One of the most regularly followed consensus algorithms includes Proof of Work (POW). The more a miner pays for the computing equipment required to crack the cryptographic puzzle, the better chances there is to score the right to mine the blocks. However, this POW approach is hindered by high power consumption and the need for costly mining hardware devices. Proof of Stake (POS) is another algorithm that allots mining rights to the miners proportional to their stakes held in the cryptocurrency.
Proof of Burn (POB) or cryptocurrency burn stands as a substitute consensus algorithm that tries to address the energy consumption problem of Proof of Work. Proof of Burn is usually referred to as Proof of Work without energy waste. It can also be used to bootstrap one cryptocurrency off another. The central concept behind Proof of Burn is that individuals are expected to burn their coins to mine in a POB consensus protocol. Proof of Burn can also be seen as when a blockchain network applies several consensus mechanism algorithms to ensure that all participating nodes agree about the correct and valid state of the blockchain network thereby avoiding any possibility of cryptocoin double spending. Proof of burn follows the principle of “burning” or “destroying” the coins held by the miners that grant them mining rights.
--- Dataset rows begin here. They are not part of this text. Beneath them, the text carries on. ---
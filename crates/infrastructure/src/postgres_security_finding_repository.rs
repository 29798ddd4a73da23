use async_trait::async_trait;
use auditrail_application::{
    AnomalyRepository, DetectedAnomaly, FindingPage, SecurityAlert, SecurityAlertRepository,
    SecurityFindingFilter, SecurityFindingQuery, SeverityCount,
};
use auditrail_core::{AppError, AppResult, TenantId, UserId};
use chrono::{DateTime, Utc};
use serde_json::Value;
use sqlx::{FromRow, PgPool, Postgres, QueryBuilder};
use uuid::Uuid;

mod filter;

#[cfg(test)]
mod tests;

use filter::push_finding_filter;

const ALERT_COLUMNS: &str = "id, created_at, tenant_id, actor_id, actor_email, alert_type, \
     severity, risk_score, title, description, audit_record_id, ip_address";

const ANOMALY_COLUMNS: &str = "id, detected_at, tenant_id, actor_id, actor_email, anomaly_type, \
     severity, risk_score, description, evidence, audit_record_id";

/// PostgreSQL-backed store for security alerts and detected anomalies.
#[derive(Clone)]
pub struct PostgresSecurityFindingRepository {
    pool: PgPool,
}

impl PostgresSecurityFindingRepository {
    /// Creates a repository with the provided connection pool.
    #[must_use]
    pub fn new(pool: PgPool) -> Self {
        Self { pool }
    }

    async fn count_matching(
        &self,
        table: &'static str,
        filter: &SecurityFindingFilter,
        type_column: &'static str,
        time_column: &'static str,
    ) -> AppResult<u64> {
        let mut builder: QueryBuilder<'_, Postgres> =
            QueryBuilder::new(format!("SELECT COUNT(*) FROM {table}"));
        push_finding_filter(&mut builder, filter, type_column, time_column);

        let total = builder
            .build_query_scalar::<i64>()
            .fetch_one(&self.pool)
            .await
            .map_err(|error| AppError::Internal(format!("failed to count {table}: {error}")))?;

        Ok(u64::try_from(total).unwrap_or_default())
    }

    async fn severity_counts(
        &self,
        table: &'static str,
        filter: &SecurityFindingFilter,
        type_column: &'static str,
        time_column: &'static str,
    ) -> AppResult<Vec<SeverityCount>> {
        let mut builder: QueryBuilder<'_, Postgres> =
            QueryBuilder::new(format!("SELECT severity, COUNT(*) FROM {table}"));
        push_finding_filter(&mut builder, filter, type_column, time_column);
        builder.push(" GROUP BY severity");

        let rows = builder
            .build_query_as::<(String, i64)>()
            .fetch_all(&self.pool)
            .await
            .map_err(|error| {
                AppError::Internal(format!("failed to count {table} by severity: {error}"))
            })?;

        let mut counts = rows
            .into_iter()
            .map(|(severity, count)| {
                Ok(SeverityCount {
                    severity: severity.parse().map_err(|error: AppError| {
                        AppError::Internal(format!("invalid severity in {table}: {error}"))
                    })?,
                    count: u64::try_from(count).unwrap_or_default(),
                })
            })
            .collect::<AppResult<Vec<_>>>()?;
        counts.sort_by_key(|entry| entry.severity);
        Ok(counts)
    }
}

fn page_bounds(query: &SecurityFindingQuery) -> AppResult<(i64, i64)> {
    let limit = i64::try_from(query.limit)
        .map_err(|error| AppError::Validation(format!("invalid finding query limit: {error}")))?;
    let offset = i64::try_from(query.offset)
        .map_err(|error| AppError::Validation(format!("invalid finding query offset: {error}")))?;
    Ok((limit, offset))
}

fn page_of<T>(items: Vec<T>, total: u64, query: &SecurityFindingQuery) -> FindingPage<T> {
    FindingPage {
        items,
        total,
        page: u32::try_from(query.offset / query.limit.max(1) + 1).unwrap_or(u32::MAX),
        page_size: u32::try_from(query.limit).unwrap_or(u32::MAX),
    }
}

fn risk_score(value: i16) -> AppResult<u8> {
    u8::try_from(value)
        .map_err(|error| AppError::Internal(format!("invalid stored risk score {value}: {error}")))
}

#[derive(Debug, FromRow)]
struct SecurityAlertRow {
    id: Uuid,
    created_at: DateTime<Utc>,
    tenant_id: Option<Uuid>,
    actor_id: Option<Uuid>,
    actor_email: Option<String>,
    alert_type: String,
    severity: String,
    risk_score: i16,
    title: String,
    description: String,
    audit_record_id: Uuid,
    ip_address: Option<String>,
}

impl TryFrom<SecurityAlertRow> for SecurityAlert {
    type Error = AppError;

    fn try_from(row: SecurityAlertRow) -> Result<Self, Self::Error> {
        let alert_id = row.id;
        let stored = |error: AppError| {
            AppError::Internal(format!("invalid security alert '{alert_id}': {error}"))
        };

        Ok(Self {
            id: alert_id,
            created_at: row.created_at,
            tenant_id: row.tenant_id.map(TenantId::from_uuid),
            actor_id: row.actor_id.map(UserId::from_uuid),
            actor_email: row.actor_email,
            alert_type: row.alert_type.parse().map_err(stored)?,
            severity: row.severity.parse().map_err(stored)?,
            risk_score: risk_score(row.risk_score)?,
            title: row.title,
            description: row.description,
            audit_record_id: row.audit_record_id,
            ip_address: row.ip_address,
        })
    }
}

#[derive(Debug, FromRow)]
struct DetectedAnomalyRow {
    id: Uuid,
    detected_at: DateTime<Utc>,
    tenant_id: Option<Uuid>,
    actor_id: Option<Uuid>,
    actor_email: Option<String>,
    anomaly_type: String,
    severity: String,
    risk_score: i16,
    description: String,
    evidence: Value,
    audit_record_id: Uuid,
}

impl TryFrom<DetectedAnomalyRow> for DetectedAnomaly {
    type Error = AppError;

    fn try_from(row: DetectedAnomalyRow) -> Result<Self, Self::Error> {
        let anomaly_id = row.id;
        let stored =
            |error: AppError| AppError::Internal(format!("invalid anomaly '{anomaly_id}': {error}"));

        Ok(Self {
            id: anomaly_id,
            detected_at: row.detected_at,
            tenant_id: row.tenant_id.map(TenantId::from_uuid),
            actor_id: row.actor_id.map(UserId::from_uuid),
            actor_email: row.actor_email,
            anomaly_type: row.anomaly_type.parse().map_err(stored)?,
            severity: row.severity.parse().map_err(stored)?,
            risk_score: risk_score(row.risk_score)?,
            description: row.description,
            evidence: row.evidence,
            audit_record_id: row.audit_record_id,
        })
    }
}

#[async_trait]
impl SecurityAlertRepository for PostgresSecurityFindingRepository {
    async fn save_alert(&self, alert: &SecurityAlert) -> AppResult<()> {
        sqlx::query(
            r#"
            INSERT INTO master.security_alerts (
                id, created_at, tenant_id, actor_id, actor_email, alert_type, severity,
                risk_score, title, description, audit_record_id, ip_address
            )
            VALUES ($1, $2, $3, $4, $5, $6, $7, $8, $9, $10, $11, $12)
            "#,
        )
        .bind(alert.id)
        .bind(alert.created_at)
        .bind(alert.tenant_id.map(|tenant_id| tenant_id.as_uuid()))
        .bind(alert.actor_id.map(|actor_id| actor_id.as_uuid()))
        .bind(alert.actor_email.as_deref())
        .bind(alert.alert_type.as_str())
        .bind(alert.severity.as_str())
        .bind(i16::from(alert.risk_score))
        .bind(alert.title.as_str())
        .bind(alert.description.as_str())
        .bind(alert.audit_record_id)
        .bind(alert.ip_address.as_deref())
        .execute(&self.pool)
        .await
        .map_err(|error| AppError::Internal(format!("failed to save security alert: {error}")))?;

        Ok(())
    }

    async fn list_alerts(
        &self,
        query: &SecurityFindingQuery,
    ) -> AppResult<FindingPage<SecurityAlert>> {
        let (limit, offset) = page_bounds(query)?;
        let mut builder: QueryBuilder<'_, Postgres> =
            QueryBuilder::new(format!("SELECT {ALERT_COLUMNS} FROM master.security_alerts"));
        push_finding_filter(&mut builder, &query.filter, "alert_type", "created_at");
        builder.push(" ORDER BY created_at DESC, id DESC LIMIT ");
        builder.push_bind(limit);
        builder.push(" OFFSET ");
        builder.push_bind(offset);

        let rows = builder
            .build_query_as::<SecurityAlertRow>()
            .fetch_all(&self.pool)
            .await
            .map_err(|error| {
                AppError::Internal(format!("failed to list security alerts: {error}"))
            })?;

        let items = rows
            .into_iter()
            .map(SecurityAlert::try_from)
            .collect::<AppResult<Vec<_>>>()?;
        let total = self
            .count_matching(
                "master.security_alerts",
                &query.filter,
                "alert_type",
                "created_at",
            )
            .await?;

        Ok(page_of(items, total, query))
    }

    async fn find_alert(&self, alert_id: Uuid) -> AppResult<Option<SecurityAlert>> {
        let row = sqlx::query_as::<_, SecurityAlertRow>(&format!(
            "SELECT {ALERT_COLUMNS} FROM master.security_alerts WHERE id = $1"
        ))
        .bind(alert_id)
        .fetch_optional(&self.pool)
        .await
        .map_err(|error| {
            AppError::Internal(format!("failed to load security alert '{alert_id}': {error}"))
        })?;

        row.map(SecurityAlert::try_from).transpose()
    }

    async fn count_alerts_by_severity(
        &self,
        filter: &SecurityFindingFilter,
    ) -> AppResult<Vec<SeverityCount>> {
        self.severity_counts("master.security_alerts", filter, "alert_type", "created_at")
            .await
    }
}

#[async_trait]
impl AnomalyRepository for PostgresSecurityFindingRepository {
    async fn save_anomaly(&self, anomaly: &DetectedAnomaly) -> AppResult<()> {
        sqlx::query(
            r#"
            INSERT INTO master.detected_anomalies (
                id, detected_at, tenant_id, actor_id, actor_email, anomaly_type, severity,
                risk_score, description, evidence, audit_record_id
            )
            VALUES ($1, $2, $3, $4, $5, $6, $7, $8, $9, $10, $11)
            "#,
        )
        .bind(anomaly.id)
        .bind(anomaly.detected_at)
        .bind(anomaly.tenant_id.map(|tenant_id| tenant_id.as_uuid()))
        .bind(anomaly.actor_id.map(|actor_id| actor_id.as_uuid()))
        .bind(anomaly.actor_email.as_deref())
        .bind(anomaly.anomaly_type.as_str())
        .bind(anomaly.severity.as_str())
        .bind(i16::from(anomaly.risk_score))
        .bind(anomaly.description.as_str())
        .bind(&anomaly.evidence)
        .bind(anomaly.audit_record_id)
        .execute(&self.pool)
        .await
        .map_err(|error| AppError::Internal(format!("failed to save anomaly: {error}")))?;

        Ok(())
    }

    async fn list_anomalies(
        &self,
        query: &SecurityFindingQuery,
    ) -> AppResult<FindingPage<DetectedAnomaly>> {
        let (limit, offset) = page_bounds(query)?;
        let mut builder: QueryBuilder<'_, Postgres> = QueryBuilder::new(format!(
            "SELECT {ANOMALY_COLUMNS} FROM master.detected_anomalies"
        ));
        push_finding_filter(&mut builder, &query.filter, "anomaly_type", "detected_at");
        builder.push(" ORDER BY detected_at DESC, id DESC LIMIT ");
        builder.push_bind(limit);
        builder.push(" OFFSET ");
        builder.push_bind(offset);

        let rows = builder
            .build_query_as::<DetectedAnomalyRow>()
            .fetch_all(&self.pool)
            .await
            .map_err(|error| AppError::Internal(format!("failed to list anomalies: {error}")))?;

        let items = rows
            .into_iter()
            .map(DetectedAnomaly::try_from)
            .collect::<AppResult<Vec<_>>>()?;
        let total = self
            .count_matching(
                "master.detected_anomalies",
                &query.filter,
                "anomaly_type",
                "detected_at",
            )
            .await?;

        Ok(page_of(items, total, query))
    }

    async fn find_anomaly(&self, anomaly_id: Uuid) -> AppResult<Option<DetectedAnomaly>> {
        let row = sqlx::query_as::<_, DetectedAnomalyRow>(&format!(
            "SELECT {ANOMALY_COLUMNS} FROM master.detected_anomalies WHERE id = $1"
        ))
        .bind(anomaly_id)
        .fetch_optional(&self.pool)
        .await
        .map_err(|error| {
            AppError::Internal(format!("failed to load anomaly '{anomaly_id}': {error}"))
        })?;

        row.map(DetectedAnomaly::try_from).transpose()
    }

    async fn count_anomalies_by_severity(
        &self,
        filter: &SecurityFindingFilter,
    ) -> AppResult<Vec<SeverityCount>> {
        self.severity_counts(
            "master.detected_anomalies",
            filter,
            "anomaly_type",
            "detected_at",
        )
        .await
    }
}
This can be achieved when miners/individuals send some coins to a verifiably unspendable address, which is also referred to as an “eater address”. This process does not consume many resources other than the burned coins and ensures that the network remains active and agile. Coins sent to the eater address are then taken out of circulation and can no longer be spent. The process of verifying that coins have indeed been sent to an eater address is a very straightforward one, as all POB transactions are duly recorded on the blockchain. Once it is shown that these coins can no longer be used, users are then rewarded. Ian Stewart is the inventor of the Proof of Burn algorithm.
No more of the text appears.